OMG that looks amazing!!!!!!!!!!!!!!!!!!!!!!!!!!!!!!!!!! Things like that are why we need a BBQ subgroup! I want that recipe!


----------



## Rock31 (Sep 30, 2010)

As long as they block the group after 10pm so I don't stay up all night eating!


----------



## rob51461 (Aug 19, 2010)

Rock31 said:


> As long as they block the group after 10pm so I don't stay up all night eating!


LMFAO I h8 watching food channels late niteopcorn:


----------



## rob51461 (Aug 19, 2010)

Mr_Black said:


> OMG that looks amazing!!!!!!!!!!!!!!!!!!!!!!!!!!!!!!!!!! Things like that are why we need a BBQ subgroup! I want that recipe!


Its really simple just kosher salt and fresh ground pepper, Im going to be trying different seasoning and fish. My market has whats compared to lunch meat ends. They sell "undesireable" cuts of any fish for $4.99 a lb I mean stuff like Swordfish Tuna Mako everything. People down here are snooty and if it isnt perfect they wont buy it. But its great for smoking.


----------



## Mr_Black (Dec 1, 2010)

rob51461 said:


> Its really simple just kosher salt and fresh ground pepper, Im going to be trying different seasoning and fish. My market has whats compared to lunch meat ends. They sell "undesireable" cuts of any fish for $4.99 a lb I mean stuff like Swordfish Tuna Mako everything. People down here are snooty and if it isnt perfect they wont buy it. But its great for smoking.

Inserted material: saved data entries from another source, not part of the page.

//! Template Narrative Generator - Deterministic prose from type profiles.
//!
//! Needs no network access and never fails, which makes it the fallback for
//! every other generator.

use async_trait::async_trait;

use crate::domain::enneagram::TypeProfile;
use crate::domain::foundation::Locale;
use crate::ports::{
    GeneratedNarrative, Interpretation, NarrativeError, NarrativeGenerator, NarrativeRequest,
    NarrativeSource, StrengthsContext,
};

/// Strengths quoted in the synergy section.
const MAX_QUOTED_STRENGTHS: usize = 5;

/// Builds interpretations from the static type profiles.
#[derive(Debug, Clone, Default)]
pub struct TemplateNarrativeGenerator;

impl TemplateNarrativeGenerator {
    pub fn new() -> Self {
        Self
    }

    /// Renders all sections synchronously.
    pub fn render(&self, request: &NarrativeRequest) -> Interpretation {
        let locale = request.locale;
        let t = request.primary_type;
        let w = request.wing;
        let profile = TypeProfile::for_type(t);
        let wing_profile = TypeProfile::for_type(w);
        let growth = TypeProfile::for_type(profile.growth_direction);
        let instinct = request.instinct.display_name(locale);

        let (type_overview, wing_influence, instinct_focus, growth_path, career_insights) = match locale {
            Locale::En => (
                format!(
                    "You are {} ({}). {}",
                    profile.name.en, profile.nickname.en, profile.core_motivation.en
                ),
                format!(
                    "The {}w{} combination colours your core with qualities of {}, such as {}.",
                    t,
                    w,
                    wing_profile.name.en,
                    wing_profile.traits(locale, 2)
                ),
                format!("Your {} instinct is your primary focus.", instinct),
                format!(
                    "For growth, develop the positive qualities of Type {}. Cultivating traits like {} will be beneficial.",
                    profile.growth_direction,
                    growth.traits(locale, 3)
                ),
                format!(
                    "Your {} type thrives in roles where you can leverage traits like {}. Seek environments that allow you to express these strengths.",
                    profile.name.en,
                    profile.traits(locale, 2)
                ),
            ),
            Locale::Kr => (
                format!(
                    "당신은 {}({})입니다. {}",
                    profile.name.kr, profile.nickname.kr, profile.core_motivation.kr
                ),
                format!(
                    "{}w{} 조합은 {}의 {} 같은 특성을 기본 유형에 더합니다.",
                    t,
                    w,
                    wing_profile.name.kr,
                    wing_profile.traits(locale, 2)
                ),
                format!("{} 본능이 당신의 주요 초점입니다.", instinct),
                format!(
                    "성장을 위해 Type {}의 긍정적 특성을 개발하세요. {} 같은 특성을 기르는 것이 도움이 됩니다.",
                    profile.growth_direction,
                    growth.traits(locale, 3)
                ),
                format!(
                    "당신의 {} 유형은 {} 특성을 활용할 수 있는 역할에서 빛납니다. 이러한 강점을 발휘할 수 있는 환경을 찾으세요.",
                    profile.name.kr,
                    profile.traits(locale, 2)
                ),
            ),
        };

        Interpretation {
            type_overview,
            wing_influence,
            instinct_focus,
            strengths_synergy: request
                .strengths
                .as_ref()
                .and_then(|s| strengths_synergy(s, profile, locale)),
            growth_path,
            career_insights,
            integrated_insight: None,
        }
    }
}

fn strengths_synergy(strengths: &StrengthsContext, profile: &TypeProfile, locale: Locale) -> Option<String> {
    if strengths.is_empty() {
        return None;
    }
    let quoted = strengths.leading(MAX_QUOTED_STRENGTHS).join(", ");
    Some(match locale {
        Locale::En => format!(
            "Your discovered strengths ({}) naturally complement your {} type. Consciously leveraging these strengths can enhance the positive aspects of your type.",
            quoted, profile.name.en
        ),
        Locale::Kr => format!(
            "발견된 강점({})은 {} 유형과 자연스럽게 연결됩니다. 이 강점들을 의식적으로 활용하면 유형의 긍정적 특성을 더욱 발휘할 수 있습니다.",
            quoted, profile.name.kr
        ),
    })
}

#[async_trait]
impl NarrativeGenerator for TemplateNarrativeGenerator {
    async fn generate(&self, request: &NarrativeRequest) -> Result<GeneratedNarrative, NarrativeError> {
        Ok(GeneratedNarrative {
            interpretation: self.render(request),
            source: NarrativeSource::Fallback,
        })
    }

    fn name(&self) -> &'static str {
        "template"
    }
}

#[cfg(test)]
mod tests {
    use super::*;
    use crate::domain::enneagram::{EnneagramType, Instinct};

    fn request(locale: Locale, strengths: Option<StrengthsContext>) -> NarrativeRequest {
        NarrativeRequest {
            primary_type: EnneagramType::Four,
            wing: EnneagramType::Five,
            instinct: Instinct::Sx,
            confidence: "medium".into(),
            strengths,
            locale,
        }
    }

    #[test]
    fn english_sections_reference_the_profile() {
        let i = TemplateNarrativeGenerator::new().render(&request(Locale::En, None));
        assert!(i.type_overview.starts_with("You are The Individualist (The Romantic)."));
        assert!(i.wing_influence.contains("4w5"));
        assert!(i.wing_influence.contains("The Investigator"));
        assert_eq!(i.instinct_focus, "Your Intimate instinct is your primary focus.");
        assert!(i.growth_path.contains("Type 1"));
        assert!(i.growth_path.contains("Wise, Discerning, Realistic"));
        assert!(i.strengths_synergy.is_none());
    }

    #[test]
    fn korean_sections_use_korean_text() {
        let i = TemplateNarrativeGenerator::new().render(&request(Locale::Kr, None));
        assert!(i.type_overview.starts_with("당신은 개인주의자(낭만주의자)입니다."));
        assert!(i.instinct_focus.starts_with("친밀"));
    }

    #[test]
    fn strengths_add_a_synergy_section() {
        let strengths = StrengthsContext {
            skills: vec!["Design".into()],
            attitudes: vec![],
            values: vec!["Beauty".into()],
        };
        let i = TemplateNarrativeGenerator::new().render(&request(Locale::En, Some(strengths)));
        let synergy = i.strengths_synergy.unwrap();
        assert!(synergy.contains("(Design, Beauty)"));

        let empty = TemplateNarrativeGenerator::new().render(&request(Locale::En, Some(StrengthsContext::default())));
        assert!(empty.strengths_synergy.is_none());
    }

    #[tokio::test]
    async fn generate_reports_fallback_source() {
        let generated = TemplateNarrativeGenerator::new()
            .generate(&request(Locale::En, None))
            .await
            .unwrap();
        assert_eq!(generated.source, NarrativeSource::Fallback);
    }
}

Awesome! I wish we had places like that down here, seafood is still expensive as heck even though we are surrounded by the sea! lol


----------



## rob51461 (Aug 19, 2010)

Ok need some help. I took 2 racks of spareribs out and my gf wants to do them in sauerkraut, I said ok but Ill cook them on the grill for 2 hrs and then simmer them in the kraut for an hr. Now I have some bonless prok loin cut into roast sizes, I know that sometimes you want something with a bone for flavor but Im thinking use the loin for kraut and Q the ribs. Opinions???


----------



## TonyBrooklyn (Jan 28, 2010)

Yes most definably boiling ribs is a tragedy but loin is great in kraut!


----------



## Mr_Black (Dec 1, 2010)

TonyBrooklyn said:


> Yes most definably boiling ribs is a tragedy but loin is great in kraut!

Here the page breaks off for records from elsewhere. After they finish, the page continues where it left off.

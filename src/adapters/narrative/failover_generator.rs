//! Failover Narrative Generator - Template prose whenever the primary fails.
//!
//! ```ignore
//! let generator = FailoverNarrativeGenerator::new()
//!     .with_primary(Arc::new(AnthropicNarrativeGenerator::new(config)?));
//! ```
//!
//! Without a primary every request is served by the template generator.

use async_trait::async_trait;
use std::sync::Arc;

use super::template_generator::TemplateNarrativeGenerator;
use crate::ports::{GeneratedNarrative, NarrativeError, NarrativeGenerator, NarrativeRequest, NarrativeSource};

/// Wraps an optional primary generator and never fails.
#[derive(Clone, Default)]
pub struct FailoverNarrativeGenerator {
    primary: Option<Arc<dyn NarrativeGenerator>>,
    fallback: TemplateNarrativeGenerator,
}

impl FailoverNarrativeGenerator {
    pub fn new() -> Self {
        Self::default()
    }

    pub fn with_primary(mut self, primary: Arc<dyn NarrativeGenerator>) -> Self {
        self.primary = Some(primary);
        self
    }

    pub fn has_primary(&self) -> bool {
        self.primary.is_some()
    }

    fn fallback(&self, request: &NarrativeRequest) -> GeneratedNarrative {
        GeneratedNarrative {
            interpretation: self.fallback.render(request),
            source: NarrativeSource::Fallback,
        }
    }
}

#[async_trait]
impl NarrativeGenerator for FailoverNarrativeGenerator {
    async fn generate(&self, request: &NarrativeRequest) -> Result<GeneratedNarrative, NarrativeError> {
        let Some(primary) = &self.primary else {
            return Ok(self.fallback(request));
        };

        match primary.generate(request).await {
            Ok(narrative) => Ok(narrative),
            Err(err) => {
                tracing::warn!(
                    generator = primary.name(),
                    error = %err,
                    "Narrative generation failed, using template"
                );
                Ok(self.fallback(request))
            }
        }
    }

    fn name(&self) -> &'static str {
        self.primary.as_ref().map_or("template", |p| p.name())
    }
}

#[cfg(test)]
mod tests {
    use super::*;
    use crate::domain::enneagram::{EnneagramType, Instinct};
    use crate::domain::foundation::Locale;
    use crate::ports::Interpretation;
    use std::sync::atomic::{AtomicU32, Ordering};

    struct ScriptedGenerator {
        fail: bool,
        calls: AtomicU32,
    }

    impl ScriptedGenerator {
        fn new(fail: bool) -> Arc<Self> {
            Arc::new(Self {
                fail,
                calls: AtomicU32::new(0),
            })
        }
    }

    #[async_trait]
    impl NarrativeGenerator for ScriptedGenerator {
        async fn generate(&self, _: &NarrativeRequest) -> Result<GeneratedNarrative, NarrativeError> {
            self.calls.fetch_add(1, Ordering::SeqCst);
            if self.fail {
                return Err(NarrativeError::Provider {
                    status: 503,
                    message: "overloaded".into(),
                });
            }
            Ok(GeneratedNarrative {
                interpretation: Interpretation {
                    type_overview: "scripted".into(),
                    wing_influence: String::new(),
                    instinct_focus: String::new(),
                    strengths_synergy: None,
                    growth_path: String::new(),
                    career_insights: String::new(),
                    integrated_insight: None,
                },
                source: NarrativeSource::Ai,
            })
        }

        fn name(&self) -> &'static str {
            "scripted"
        }
    }

    fn request() -> NarrativeRequest {
        NarrativeRequest {
            primary_type: EnneagramType::Three,
            wing: EnneagramType::Two,
            instinct: Instinct::Sx,
            confidence: "medium".into(),
            strengths: None,
            locale: Locale::En,
        }
    }

    #[tokio::test]
    async fn without_primary_uses_template() {
        let generator = FailoverNarrativeGenerator::new();
        let narrative = generator.generate(&request()).await.unwrap();
        assert_eq!(narrative.source, NarrativeSource::Fallback);
        assert_eq!(generator.name(), "template");
    }

    #[tokio::test]
    async fn primary_success_is_returned() {
        let primary = ScriptedGenerator::new(false);
        let generator = FailoverNarrativeGenerator::new().with_primary(primary.clone());
        let narrative = generator.generate(&request()).await.unwrap();
        assert_eq!(narrative.source, NarrativeSource::Ai);
        assert_eq!(narrative.interpretation.type_overview, "scripted");
        assert_eq!(primary.calls.load(Ordering::SeqCst), 1);
    }

    #[tokio::test]
    async fn primary_failure_falls_back() {
        let primary = ScriptedGenerator::new(true);
        let generator = FailoverNarrativeGenerator::new().with_primary(primary.clone());
        let narrative = generator.generate(&request()).await.unwrap();
        assert_eq!(narrative.source, NarrativeSource::Fallback);
        assert!(narrative.interpretation.type_overview.contains("The Achiever"));
        assert_eq!(primary.calls.load(Ordering::SeqCst), 1);
    }
}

I have boiled beef ribs before, to par cook them. But never pork. I have always smoked them for a few hours then finished them off on the grill with sweet baby rays bbq sauce. Let us know how it turns out!


----------



## ccforme (Mar 25, 2007)

BBQ is one of the few things aside from cigars that i consume and love to talk about. Recipes for dry and wet. Techniques. Mmmmmm......


----------



## rdn6405 (Nov 18, 2010)

A BBQ sub would be great. I do a couple whole hogs each year and throughout the year I smoke and/or grill a bunch of ribs and butts. I'm a big fan of the sweet baby rays myself on the ribs.


----------



## UncleFester (Jan 5, 2011)

Bought a Pro-Q Bullet smoker and new Weber gas grill this summer. Have done pork butts, ribs, fatties, and chicken on the smoker. AMAZING!!!!!

GOD I LOVE CIGARS AND BBQ!!!!!!:hungry::smoke2:


----------



## Senate1123 (Mar 30, 2008)

UncleFester said:


> Bought a Pro-Q Bullet smoker and new Weber gas grill this summer. Have done pork butts, ribs, fatties, and chicken on the smoker. AMAZING!!!!!
> 
> GOD I LOVE CIGARS AND BBQ!!!!!!:hungry::smoke2:


Where did you get your Pro-Q from? Which model did you get? I remember seeing the Frontier (I think that was the name) on eBay long while back for $200 shipped! I wish I pulled the trigger back then. :hurt:


----------



## TonyBrooklyn (Jan 28, 2010)

ccforme said:


> BBQ is one of the few things aside from cigars that i consume and love to talk about. Recipes for dry and wet. Techniques. Mmmmmm......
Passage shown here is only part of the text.